F. The court, to the extent reasonably possible, shall make provision
in an order for prospective adjustment of support to address any foreseen
changes including, but not limited to, changes in medical insurance,
child care expenses, medical expenses, extraordinary costs, and the
satisfaction of jointly acquired debt of the parents used as a deduction
from the gross income of a parent.
G. Transportation expenses of a child between the homes of the parents
may be divided between the parents in proportion to their adjusted gross
income, so long as the payment of such expenses does not significantly
reduce the ability of the custodial parent to provide for the basic needs
of the child.
H. The social security numbers of both parents and the children who are
the subject of a paternity or child support order shall be included in
the support order summary form provided for in Section 120[43-120] of
Title 43 of the Oklahoma Statutes.
I. A completed support order summary form shall be presented to the
judge with all paternity and child support orders where the Department of
Human Services is not a necessary party pursuant to Section 112[43-112]
of Title 43 of the Oklahoma Statutes.
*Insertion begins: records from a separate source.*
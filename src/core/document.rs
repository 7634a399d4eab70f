use super::base_stream::BaseStream;
use super::encryption::StandardSecurity;
use super::error::{PDFError, PDFResult};
use super::page::PageTree;
use super::parser::PDFObject;
use super::xref::XRef;

/// How far into the file the `%PDF-` header may start.
const HEADER_SEARCH_WINDOW: usize = 1024;

/// PDF Document reader.
///
/// Parses the document structure lazily: opening reads the header, the
/// cross-reference data, the catalog and the root of the page tree. Page
/// dictionaries are only fetched when a page is asked for.
pub struct PDFDocument {
    /// The cross-reference table
    xref: XRef,

    pages: PageTree,

    /// Whether the xref had to be rebuilt by scanning the file
    repaired: bool,
}

impl PDFDocument {
    /// Opens a PDF document from `stream`.
    ///
    /// `password` is tried as the user password and then as the owner
    /// password when the document is encrypted. A missing password is the
    /// empty password.
    pub fn open(mut stream: Box<dyn BaseStream>, password: Option<&[u8]>) -> PDFResult<Self> {
        Self::check_header(stream.as_mut())?;

        let mut xref = XRef::new(stream);
        let mut repaired = false;

        if let Err(e) = Self::load_xref(&mut xref) {
            Self::recoverable(e)?;
            xref.rebuild()?;
            repaired = true;
        }

        Self::setup_security(&mut xref, password.unwrap_or_default())?;

        let pages = match Self::load_pages(&mut xref) {
            Ok(loaded) => loaded,
            Err(e) if !repaired => {
                Self::recoverable(e)?;
                xref.rebuild()?;
                repaired = true;
                Self::load_pages(&mut xref)?
            }
            Err(e) => return Err(e),
        };

        log::debug!(
            "opened document: {} xref entries, {} pages{}",
            xref.len(),
            pages.count(),
            if repaired { ", xref rebuilt" } else { "" }
        );

        Ok(PDFDocument {
            xref,
            pages,
            repaired,
        })
    }

    /// Requires `%PDF-` near the start of the file.
    fn check_header(stream: &mut dyn BaseStream) -> PDFResult<()> {
        let start = stream.start();
        let end = stream.end().min(start + HEADER_SEARCH_WINDOW);
        let head = stream.get_byte_range(start, end)?;

        if head.windows(5).any(|w| w == b"%PDF-") {
            Ok(())
        } else {
            Err(PDFError::parse("No %PDF- header found"))
        }
    }

    fn load_xref(xref: &mut XRef) -> PDFResult<()> {
        let startxref = xref.find_startxref()?;
        xref.parse(startxref)
    }

    fn load_pages(xref: &mut XRef) -> PDFResult<PageTree> {
        let catalog = xref.catalog()?;
        PageTree::new(&catalog, xref)
    }

    /// Lets structural errors through to a rebuild and stops on everything
    /// else.
    fn recoverable(error: PDFError) -> PDFResult<()> {
        match error {
            PDFError::BlockRead { .. }
            | PDFError::Password
            | PDFError::UnsupportedSecurity(_) => Err(error),
            other => {
                log::warn!("cross-reference data is broken ({other}), rebuilding");
                Ok(())
            }
        }
    }

    fn setup_security(xref: &mut XRef, password: &[u8]) -> PDFResult<()> {
        let Some(trailer) = xref.trailer() else {
            return Ok(());
        };
        let Some(encrypt) = trailer.get("Encrypt").cloned() else {
            return Ok(());
        };
        let file_id = trailer
            .get("ID")
            .and_then(PDFObject::as_array)
            .and_then(|ids| ids.first())
            .and_then(PDFObject::as_bytes)
            .map(<[u8]>::to_vec)
            .unwrap_or_default();

        let encrypt = xref.fetch_if_ref(&encrypt)?;
        let dict = encrypt
            .as_dict()
            .ok_or_else(|| PDFError::parse("/Encrypt is not a dictionary"))?;

        let security = StandardSecurity::from_dict(dict, &file_id)?;
        log::debug!(
            "document is encrypted: V{} R{}, {}-bit key",
            security.version,
            security.revision,
            security.key_length * 8
        );
        let decryptor = security.authenticate(password)?;
        xref.set_decryptor(decryptor);
        Ok(())
    }

    /// Page count as recorded in the page tree, possibly zero or negative.
    pub fn page_count(&self) -> i32 {
        self.pages.count()
    }

    /// Size in points of page `index` with rotation applied.
    pub fn page_size(&mut self, index: usize) -> PDFResult<(f64, f64)> {
        let in_range = usize::try_from(self.pages.count()).is_ok_and(|count| index < count);
        if !in_range {
            return Err(PDFError::PageNotFound { index });
        }
        Ok(self.pages.get_page(&mut self.xref, index)?.size())
    }

    /// Returns a reference to the XRef table.
    pub fn xref(&self) -> &XRef {
        &self.xref
    }

    /// True when the cross-reference data was rebuilt by scanning the file.
    pub fn was_repaired(&self) -> bool {
        self.repaired
    }
}

#[cfg(test)]
mod tests {
    use super::*;
    use crate::core::Stream;

    fn build(objects: &[&str]) -> Vec<u8> {
        let mut data = b"%PDF-1.4\n".to_vec();
        let mut offsets = Vec::new();
        for (i, body) in objects.iter().enumerate() {
            offsets.push(data.len());
            data.extend_from_slice(format!("{} 0 obj\n{}\nendobj\n", i + 1, body).as_bytes());
        }
        let xref = data.len();
        data.extend_from_slice(
            format!("xref\n0 {}\n0000000000 65535 f \n", objects.len() + 1).as_bytes(),
        );
        for offset in offsets {
            data.extend_from_slice(format!("{:010} 00000 n \n", offset).as_bytes());
        }
        data.extend_from_slice(
            format!(
                "trailer\n<< /Size {} /Root 1 0 R >>\nstartxref\n{}\n%%EOF\n",
                objects.len() + 1,
                xref
            )
            .as_bytes(),
        );
        data
    }

    fn open(data: Vec<u8>) -> PDFResult<PDFDocument> {
        PDFDocument::open(Box::new(Stream::from_bytes(data)), None)
    }

    #[test]
    fn test_open_two_pages() {
        let data = build(&[
            "<< /Type /Catalog /Pages 2 0 R >>",
            "<< /Type /Pages /Kids [3 0 R 4 0 R] /Count 2 /MediaBox [0 0 200 100] >>",
            "<< /Type /Page /Parent 2 0 R >>",
            "<< /Type /Page /Parent 2 0 R /MediaBox [0 0 300 400] /Rotate 90 >>",
        ]);
        let mut doc = open(data).unwrap();

        assert_eq!(doc.page_count(), 2);
        assert!(!doc.was_repaired());
        assert_eq!(doc.page_size(0).unwrap(), (200.0, 100.0));
        assert_eq!(doc.page_size(1).unwrap(), (400.0, 300.0));
        assert!(matches!(doc.page_size(2), Err(PDFError::PageNotFound { index: 2 })));
    }

    #[test]
    fn test_zero_count_is_reported() {
        let data = build(&[
            "<< /Type /Catalog /Pages 2 0 R >>",
            "<< /Type /Pages /Kids [] /Count 0 >>",
        ]);
        let doc = open(data).unwrap();
        assert_eq!(doc.page_count(), 0);
    }

    #[test]
    fn test_missing_header_is_format_error() {
        let err = open(b"hello world".to_vec()).err().unwrap();
        assert!(matches!(err, PDFError::Parse(_)));
    }

    #[test]
    fn test_broken_startxref_is_repaired() {
        let mut data = build(&[
            "<< /Type /Catalog /Pages 2 0 R >>",
            "<< /Type /Pages /Kids [3 0 R] /Count 1 >>",
            "<< /Type /Page >>",
        ]);
        let at = data.windows(9).rposition(|w| w == b"startxref").unwrap();
        data.truncate(at);
        data.extend_from_slice(b"startxref\n7\n%%EOF\n");

        let mut doc = open(data).unwrap();
        assert!(doc.was_repaired());
        assert_eq!(doc.page_count(), 1);
        assert_eq!(doc.page_size(0).unwrap(), (612.0, 792.0));
    }
}
//! Standard security handler for RC4 encrypted documents.
//!
//! Supports revisions 2 to 4 of the standard handler with RC4 stream
//! encryption. AES crypt filters and the revision 5/6 handlers are reported
//! as unsupported security schemes.

use super::crypto::{calculate_md5, rc4};
use super::error::{PDFError, PDFResult};
use super::parser::{Dict, PDFObject};

/// Padding string appended to passwords shorter than 32 bytes.
const DEFAULT_PASSWORD_PAD: [u8; 32] = [
    0x28, 0xbf, 0x4e, 0x5e, 0x4e, 0x75, 0x8a, 0x41, 0x64, 0x00, 0x4e, 0x56, 0xff, 0xfa, 0x01, 0x08,
    0x2e, 0x2e, 0x00, 0xb6, 0xd0, 0x68, 0x3e, 0x80, 0x2f, 0x0c, 0xa9, 0xfe, 0x64, 0x53, 0x69, 0x7a,
];

/// How streams are protected.
#[derive(Debug, Clone, Copy, PartialEq, Eq)]
pub enum StreamCipher {
    /// Streams are stored in the clear
    Identity,
    Rc4,
}

/// Parameters of a `/Filter /Standard` encryption dictionary.
#[derive(Debug, Clone)]
pub struct StandardSecurity {
    pub version: i64,
    pub revision: i64,
    /// File key length in bytes
    pub key_length: usize,
    pub o: Vec<u8>,
    pub u: Vec<u8>,
    pub p: i32,
    pub encrypt_metadata: bool,
    pub stream_cipher: StreamCipher,
    /// First element of the trailer `/ID` array, empty if absent
    pub file_id: Vec<u8>,
}

impl StandardSecurity {
    /// Parses an `/Encrypt` dictionary.
    pub fn from_dict(dict: &Dict, file_id: &[u8]) -> PDFResult<Self> {
        let filter = dict.get("Filter").and_then(PDFObject::as_name).unwrap_or("");
        if filter != "Standard" {
            return Err(PDFError::UnsupportedSecurity(format!(
                "security handler '{}'",
                filter
            )));
        }

        let int = |key: &str| dict.get(key).and_then(PDFObject::as_int);
        let version = int("V").unwrap_or(0);
        let revision = int("R")
            .ok_or_else(|| PDFError::parse("Missing /R in encryption dictionary"))?;

        if !(2..=4).contains(&revision) {
            return Err(PDFError::UnsupportedSecurity(format!("revision {}", revision)));
        }

        let (key_length, stream_cipher) = match version {
            1 => (5, StreamCipher::Rc4),
            2 => {
                let bits = int("Length").unwrap_or(40);
                if bits % 8 != 0 || !(40..=128).contains(&bits) {
                    return Err(PDFError::parse(format!("Invalid key length {}", bits)));
                }
                ((bits / 8) as usize, StreamCipher::Rc4)
            }
            4 => (16, Self::crypt_filter(dict)?),
            other => {
                return Err(PDFError::UnsupportedSecurity(format!("version {}", other)));
            }
        };

        let bytes = |key: &str| {
            dict.get(key)
                .and_then(PDFObject::as_bytes)
                .map(<[u8]>::to_vec)
                .ok_or_else(|| {
                    PDFError::parse(format!("Missing /{} in encryption dictionary", key))
                })
        };
        let o = bytes("O")?;
        let u = bytes("U")?;
        if o.len() < 32 || u.len() < 32 {
            return Err(PDFError::parse("/O and /U must be at least 32 bytes"));
        }

        let p = int("P").ok_or_else(|| PDFError::parse("Missing /P in encryption dictionary"))?;

        Ok(StandardSecurity {
            version,
            revision,
            key_length,
            o,
            u,
            p: p as i32,
            encrypt_metadata: !matches!(
                dict.get("EncryptMetadata"),
                Some(PDFObject::Boolean(false))
            ),
            stream_cipher,
            file_id: file_id.to_vec(),
        })
    }

    /// Resolves the stream crypt filter of a version 4 dictionary.
    fn crypt_filter(dict: &Dict) -> PDFResult<StreamCipher> {
        let name = dict.get("StmF").and_then(PDFObject::as_name).unwrap_or("Identity");
        if name == "Identity" {
            return Ok(StreamCipher::Identity);
        }

        let method = dict
            .get("CF")
            .and_then(|cf| cf.get(name))
            .and_then(|filter| filter.get("CFM"))
            .and_then(PDFObject::as_name)
            .unwrap_or("None");

        match method {
            "V2" => Ok(StreamCipher::Rc4),
            "None" => Ok(StreamCipher::Identity),
            other => Err(PDFError::UnsupportedSecurity(format!("crypt filter method {}", other))),
        }
    }

    /// Computes the file key for `password` (algorithm 2).
    fn compute_key(&self, padded_password: &[u8; 32]) -> Vec<u8> {
        let mut ctx = md5::Context::new();
        ctx.consume(padded_password);
        ctx.consume(&self.o[..32]);
        ctx.consume((self.p as u32).to_le_bytes());
        ctx.consume(&self.file_id);
        if self.revision >= 4 && !self.encrypt_metadata {
            ctx.consume([0xFFu8; 4]);
        }
        let mut hash = ctx.compute().0;

        if self.revision >= 3 {
            for _ in 0..50 {
                hash = calculate_md5(&hash[..self.key_length]);
            }
        }

        hash[..self.key_length].to_vec()
    }

    /// Checks a user password, returning the file key on success
    /// (algorithms 4 and 5).
    fn check_user_password(&self, padded_password: &[u8; 32]) -> Option<Vec<u8>> {
        let key = self.compute_key(padded_password);

        let matches = if self.revision == 2 {
            rc4(&key, &DEFAULT_PASSWORD_PAD) == self.u[..32]
        } else {
            let mut ctx = md5::Context::new();
            ctx.consume(DEFAULT_PASSWORD_PAD);
            ctx.consume(&self.file_id);
            let mut check = rc4(&key, &ctx.compute().0);
            for i in 1..=19u8 {
                let round_key: Vec<u8> = key.iter().map(|b| b ^ i).collect();
                check = rc4(&round_key, &check);
            }
            check[..16] == self.u[..16]
        };

        matches.then_some(key)
    }

    /// Recovers the padded user password from an owner password
    /// (algorithm 7, first half).
    fn decode_user_password(&self, padded_owner: &[u8; 32]) -> [u8; 32] {
        let mut hash = calculate_md5(padded_owner);
        if self.revision >= 3 {
            for _ in 0..50 {
                hash = calculate_md5(&hash);
            }
        }
        let key = &hash[..self.key_length];

        let user = if self.revision == 2 {
            rc4(key, &self.o[..32])
        } else {
            let mut data = self.o[..32].to_vec();
            for i in (0..=19u8).rev() {
                let round_key: Vec<u8> = key.iter().map(|b| b ^ i).collect();
                data = rc4(&round_key, &data);
            }
            data
        };

        let mut padded = [0u8; 32];
        padded.copy_from_slice(&user[..32]);
        padded
    }

    /// Authenticates `password` as the user password, then as the owner
    /// password.
    pub fn authenticate(&self, password: &[u8]) -> PDFResult<Decryptor> {
        let padded = pad_password(password);

        if let Some(key) = self.check_user_password(&padded) {
            log::debug!("authenticated with user password");
            return Ok(Decryptor::new(key, self.stream_cipher));
        }

        let user = self.decode_user_password(&padded);
        if let Some(key) = self.check_user_password(&user) {
            log::debug!("authenticated with owner password");
            return Ok(Decryptor::new(key, self.stream_cipher));
        }

        Err(PDFError::Password)
    }
}

/// Decrypts stream data with per-object keys derived from the file key.
#[derive(Debug, Clone)]
pub struct Decryptor {
    key: Vec<u8>,
    stream_cipher: StreamCipher,
}

impl Decryptor {
    pub fn new(key: Vec<u8>, stream_cipher: StreamCipher) -> Self {
        Decryptor { key, stream_cipher }
    }

    pub fn file_key(&self) -> &[u8] {
        &self.key
    }

    /// Builds the key for object `num`/`generation` (algorithm 1).
    pub fn object_key(&self, num: u32, generation: u32) -> Vec<u8> {
        let mut ctx = md5::Context::new();
        ctx.consume(&self.key);
        ctx.consume(&num.to_le_bytes()[..3]);
        ctx.consume(&generation.to_le_bytes()[..2]);
        let hash = ctx.compute().0;
        hash[..(self.key.len() + 5).min(16)].to_vec()
    }

    pub fn decrypt_stream(&self, data: &[u8], num: u32, generation: u32) -> Vec<u8> {
        match self.stream_cipher {
            StreamCipher::Identity => data.to_vec(),
            StreamCipher::Rc4 => rc4(&self.object_key(num, generation), data),
        }
    }
}

/// Pads a password to exactly 32 bytes using the default password padding.
fn pad_password(password: &[u8]) -> [u8; 32] {
    let mut padded = DEFAULT_PASSWORD_PAD;
    let len = password.len().min(32);
    padded[..len].copy_from_slice(&password[..len]);
    padded[len..].copy_from_slice(&DEFAULT_PASSWORD_PAD[..32 - len]);
    padded
}

#[cfg(test)]
mod tests {
    use super::*;

    /// Writes /O and /U for the given passwords the way a PDF producer does.
    fn producer_values(
        user: &[u8],
        owner: &[u8],
        revision: i64,
        key_length: usize,
        p: i32,
        file_id: &[u8],
    ) -> (Vec<u8>, Vec<u8>) {
        let mut hash = calculate_md5(&pad_password(owner));
        if revision >= 3 {
            for _ in 0..50 {
                hash = calculate_md5(&hash);
            }
        }
        let owner_key = &hash[..key_length];
        let mut o = rc4(owner_key, &pad_password(user));
        if revision >= 3 {
            for i in 1..=19u8 {
                let round_key: Vec<u8> = owner_key.iter().map(|b| b ^ i).collect();
                o = rc4(&round_key, &o);
            }
        }

        let partial = StandardSecurity {
            version: if revision == 2 { 1 } else { 2 },
            revision,
            key_length,
            o: o.clone(),
            u: vec![0; 32],
            p,
            encrypt_metadata: true,
            stream_cipher: StreamCipher::Rc4,
            file_id: file_id.to_vec(),
        };
        let key = partial.compute_key(&pad_password(user));
        let u = if revision == 2 {
            rc4(&key, &DEFAULT_PASSWORD_PAD)
        } else {
            let mut seed = DEFAULT_PASSWORD_PAD.to_vec();
            seed.extend_from_slice(file_id);
            let mut u = rc4(&key, &calculate_md5(&seed));
            for i in 1..=19u8 {
                let round_key: Vec<u8> = key.iter().map(|b| b ^ i).collect();
                u = rc4(&round_key, &u);
            }
            u.resize(32, 0);
            u
        };
        (o, u)
    }

    fn encrypt_dict(revision: i64, key_bits: i64, o: Vec<u8>, u: Vec<u8>, p: i32) -> Dict {
        let mut dict = Dict::default();
        dict.insert("Filter".into(), PDFObject::Name("Standard".into()));
        dict.insert("V".into(), PDFObject::Number(if revision == 2 { 1.0 } else { 2.0 }));
        dict.insert("R".into(), PDFObject::Number(revision as f64));
        dict.insert("Length".into(), PDFObject::Number(key_bits as f64));
        dict.insert("O".into(), PDFObject::String(o));
        dict.insert("U".into(), PDFObject::String(u));
        dict.insert("P".into(), PDFObject::Number(p as f64));
        dict
    }

    #[test]
    fn test_pad_password() {
        assert_eq!(pad_password(b""), DEFAULT_PASSWORD_PAD);
        let padded = pad_password(b"ab");
        assert_eq!(&padded[..2], b"ab");
        assert_eq!(&padded[2..], &DEFAULT_PASSWORD_PAD[..30]);
    }

    #[test]
    fn test_r3_user_and_owner_passwords() {
        let id = b"0123456789abcdef";
        let (o, u) = producer_values(b"user", b"owner", 3, 16, -4, id);
        let security = StandardSecurity::from_dict(&encrypt_dict(3, 128, o, u, -4), id).unwrap();

        let by_user = security.authenticate(b"user").unwrap();
        let by_owner = security.authenticate(b"owner").unwrap();
        assert_eq!(by_user.file_key(), by_owner.file_key());
        assert!(matches!(security.authenticate(b"wrong"), Err(PDFError::Password)));
    }

    #[test]
    fn test_r2_empty_user_password() {
        let (o, u) = producer_values(b"", b"owner", 2, 5, -1, b"");
        let security = StandardSecurity::from_dict(&encrypt_dict(2, 40, o, u, -1), b"").unwrap();

        assert_eq!(security.key_length, 5);
        assert!(security.authenticate(b"").is_ok());
        assert!(security.authenticate(b"owner").is_ok());
        assert!(security.authenticate(b"nope").is_err());
    }

    #[test]
    fn test_unsupported_schemes() {
        let (o, u) = producer_values(b"", b"", 3, 16, -4, b"");
        let mut dict = encrypt_dict(3, 128, o, u, -4);

        dict.insert("V".into(), PDFObject::Number(5.0));
        dict.insert("R".into(), PDFObject::Number(6.0));
        assert!(matches!(
            StandardSecurity::from_dict(&dict, b""),
            Err(PDFError::UnsupportedSecurity(_))
        ));

        dict.insert("Filter".into(), PDFObject::Name("Adobe.PubSec".into()));
        assert!(matches!(
            StandardSecurity::from_dict(&dict, b""),
            Err(PDFError::UnsupportedSecurity(_))
        ));
    }

    #[test]
    fn test_v4_aes_is_unsupported() {
        let (o, u) = producer_values(b"", b"", 4, 16, -4, b"");
        let mut dict = encrypt_dict(4, 128, o, u, -4);
        let mut std_cf = Dict::default();
        std_cf.insert("CFM".into(), PDFObject::Name("AESV2".into()));
        let mut cf = Dict::default();
        cf.insert("StdCF".into(), PDFObject::Dictionary(std_cf));
        dict.insert("V".into(), PDFObject::Number(4.0));
        dict.insert("CF".into(), PDFObject::Dictionary(cf));
        dict.insert("StmF".into(), PDFObject::Name("StdCF".into()));

        assert!(matches!(
            StandardSecurity::from_dict(&dict, b""),
            Err(PDFError::UnsupportedSecurity(_))
        ));
    }

    #[test]
    fn test_object_key_round_trip() {
        let decryptor = Decryptor::new(vec![1, 2, 3, 4, 5], StreamCipher::Rc4);
        assert_eq!(decryptor.object_key(7, 0).len(), 10);

        let encrypted = rc4(&decryptor.object_key(7, 0), b"1 0 2 5 << >>");
        assert_eq!(decryptor.decrypt_stream(&encrypted, 7, 0), b"1 0 2 5 << >>".to_vec());
        assert_ne!(decryptor.decrypt_stream(&encrypted, 8, 0), b"1 0 2 5 << >>".to_vec());
    }
}
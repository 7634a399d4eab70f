//! The fixed boundary between documents and the PDF engine behind them.
//!
//! Everything here is shaped like a C library interface: the engine receives a
//! `#[repr(C)]` [`FileAccess`] record holding the file length and a block-read
//! callback, hands back an opaque document pointer, and reports failures
//! through integer status codes queried after the fact. The engine may call the
//! callback at any time while a document is alive, in any order.

pub mod native;

use std::ffi::CStr;
use std::os::raw::{c_int, c_uchar, c_ulong, c_void};
use std::ptr::NonNull;

pub use native::NativeEngine;

/// Engine status codes returned by [`Engine::last_error`].
pub mod status {
    use std::os::raw::c_ulong;

    pub const ERR_SUCCESS: c_ulong = 0;
    pub const ERR_UNKNOWN: c_ulong = 1;
    pub const ERR_FILE: c_ulong = 2;
    pub const ERR_FORMAT: c_ulong = 3;
    pub const ERR_PASSWORD: c_ulong = 4;
    pub const ERR_SECURITY: c_ulong = 5;
    pub const ERR_PAGE: c_ulong = 6;
}

/// Return value of a block-read callback that delivered every requested byte.
pub const BLOCK_OK: c_int = 1;

/// Return value of a block-read callback that failed.
pub const BLOCK_FAILED: c_int = 0;

/// Block-read callback: fill `size` bytes at `buf` with file data starting at
/// `position`, returning [`BLOCK_OK`] or [`BLOCK_FAILED`].
///
/// Implementations must never unwind.
pub type GetBlockFn = unsafe extern "C" fn(
    param: *mut c_void,
    position: c_ulong,
    buf: *mut c_uchar,
    size: c_ulong,
) -> c_int;

/// File access record handed to [`Engine::load_custom_document`].
///
/// The engine keeps a pointer to this record for the lifetime of the document,
/// so it must not move or be freed until the document is closed.
#[repr(C)]
#[derive(Debug, Clone, Copy)]
pub struct FileAccess {
    /// Total file length in bytes.
    pub file_len: c_ulong,
    /// Block-read callback.
    pub get_block: Option<GetBlockFn>,
    /// Opaque pointer passed back as the callback's first argument.
    pub param: *mut c_void,
}

impl FileAccess {
    /// Invokes the callback, reporting a missing callback as failure.
    ///
    /// # Safety
    ///
    /// `buf` must be valid for `size` writes and `param` must be whatever the
    /// callback expects.
    pub unsafe fn read_block(&self, position: c_ulong, buf: *mut c_uchar, size: c_ulong) -> c_int {
        match self.get_block {
            Some(get_block) => unsafe { get_block(self.param, position, buf, size) },
            None => BLOCK_FAILED,
        }
    }
}

/// Opaque engine-side document object.
#[repr(transparent)]
#[derive(Debug, Clone, Copy, PartialEq, Eq)]
pub struct RawDocument(NonNull<c_void>);

impl RawDocument {
    pub fn new(ptr: *mut c_void) -> Option<Self> {
        NonNull::new(ptr).map(RawDocument)
    }

    pub fn as_ptr(self) -> *mut c_void {
        self.0.as_ptr()
    }
}

/// A PDF engine reachable only through the custom-document-load interface.
///
/// Every fallible call signals failure in-band (`None`, a negative count) and
/// leaves the reason in [`Engine::last_error`].
pub trait Engine {
    /// Loads a document whose bytes are served by `access`.
    ///
    /// # Safety
    ///
    /// `access` must point to a valid [`FileAccess`] whose callback stays
    /// callable, and whose memory stays put, until the returned document is
    /// passed to [`Engine::close_document`].
    unsafe fn load_custom_document(
        &self,
        access: *mut FileAccess,
        password: Option<&CStr>,
    ) -> Option<RawDocument>;

    /// Returns the document's page count, which may be zero or negative for
    /// broken files.
    ///
    /// # Safety
    ///
    /// `doc` must come from this engine and not be closed yet.
    unsafe fn page_count(&self, doc: RawDocument) -> c_int;

    /// Returns `(width, height)` in points of page `index`.
    ///
    /// # Safety
    ///
    /// `doc` must come from this engine and not be closed yet.
    unsafe fn page_size(&self, doc: RawDocument, index: c_int) -> Option<(f64, f64)>;

    /// Releases the document. The file access record may be freed afterwards.
    ///
    /// # Safety
    ///
    /// `doc` must come from this engine and must not be used again.
    unsafe fn close_document(&self, doc: RawDocument);

    /// Status code of the most recent failure on this thread.
    fn last_error(&self) -> c_ulong;
}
No such order shall be signed by
the judge without presentation of the form.
SECTION 6. NEW LAW A new section of law to be codified in the Oklahoma
Statutes as Section 118E[43-118E] of Title 43, unless there is created a
duplication in numbering, reads as follows:
A. Parenting time adjustment.
1. The adjustment may be granted based upon a court order or agreement
that the noncustodial parent is granted at least one hundred twenty-one
(121) overnights of parenting time per twelve-month period with the
children in the case under consideration.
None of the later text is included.